The tabs that connect to the rear window are major source of annoyance to me. Like @xackley said, the info dealers have is that to repair this the back window needs to be replaced. I've done the DIY version linked above (got kits from local shop) a couple times with pretty poor success rate. One worked for a few weeks, the other didn't really work at all.

Might be easier if you have a heated garage, which I don't. So as soon as it gets cold enough for me to know if it was a success, I can't redo it. I've mostly given up at this point.
 
If you are talking about the inner white part of the hardtop, the answer is you can't. It is bonded to the fiberglass outer shell at the factory.

The tabs that connect to the rear window are major source of annoyance to me. Like @xackley said, the info dealers have is that to repair this the back window needs to be replaced. I've done the DIY version linked above (got kits from local shop) a couple times with pretty poor success rate. One worked for a few weeks, the other didn't really work at all.

Might be easier if you have a heated garage, which I don't. So as soon as it gets cold enough for me to know if it was a success, I can't redo it. I've mostly given up at this point.
Yeah, thanks for your input.I purchased the frostfighter kit. Bonded the buttons with their silver solder and they also sold a wire kit that I just spliced in and for now seems to be working fine. The product I used first was made by permatex and a waste of money. The defroster tabs are a well known issue. They have done a poor job addressing that. I figured those panels were bonded. Only other way is maybe fish the harness through the opening.
 
I've ran wires through it, it's not too bad. If you get the top side plugs out (careful you don't break the connecting thingy) it is much easier to run stuff. Been a number of years, but I got things pushed through, and I don't remember it being a big pain.

Frostfighter eh? Permatex is a waste of money for that stuff, I'll have to try the other stuff next time. So you replaced the tabs and all? Or just used the stuff on the existing things?
 
I've ran wires through it, it's not too bad. If you get the top side plugs out (careful you don't break the connecting thingy) it is much easier to run stuff. Been a number of years, but I got things pushed through, and I don't remember it being a big pain.

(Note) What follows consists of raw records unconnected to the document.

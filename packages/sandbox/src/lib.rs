// ABOUTME: Lifecycle manager for the two-container application sandbox
// ABOUTME: Exposes the runtime seam, container handles, readiness probing and the orchestrator

pub mod base_image;
pub mod build_context;
pub mod config;
pub mod container;
pub mod error;
pub mod interrupt;
pub mod naming;
pub mod orchestrator;
pub mod probe;
pub mod runtime;

#[cfg(test)]
mod testing;

pub use build_context::{BuildContext, DockerfileTemplate, IgnoreRules};
pub use config::{AppConfiguration, AppLayout, ConfigKind, SandboxConfig};
pub use container::{ContainerArchive, ContainerHandle, HandleState};
pub use error::{Result, SandboxError};
pub use interrupt::InterruptGuard;
pub use orchestrator::{SandboxOrchestrator, SandboxPhase, Tier, DEVAPPSERVER_IMAGE};
pub use probe::{ExecCheck, HealthProbe, ProbeState, ReadinessCheck, TcpCheck};
pub use runtime::{DockerRuntime, Runtime, RuntimeError};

Frostfighter eh? Permatex is a waste of money for that stuff, I'll have to try the other stuff next time. So you replaced the tabs and all? Or just used the stuff on the existing things?
 
Yeah I replaced everything. Buttons on the window and connections from wiring harness to the button tabs. Realized the copper grid shouldn't have ANY damage for the best chance of success. Frostfighters tech support did a good job getting me there
 
Sitting in the driver seat there are 2 screws with big black handles up behind your head, remove.
Then twist all the black L shaped holders and push up a little to verify you found them all.
Tell me a little about your plow set-up in your photo? Brand, cost, do you recommend? Thanks!
 
Snowbear or Winter Wolf.

Thats a TJ with plow.
For this year I will mount it to my JK using a front bumper receiver.
Light Duty but has plowed my 400' with few problems several times a year.
Best was successfully moving 8" of very wet heavy snow.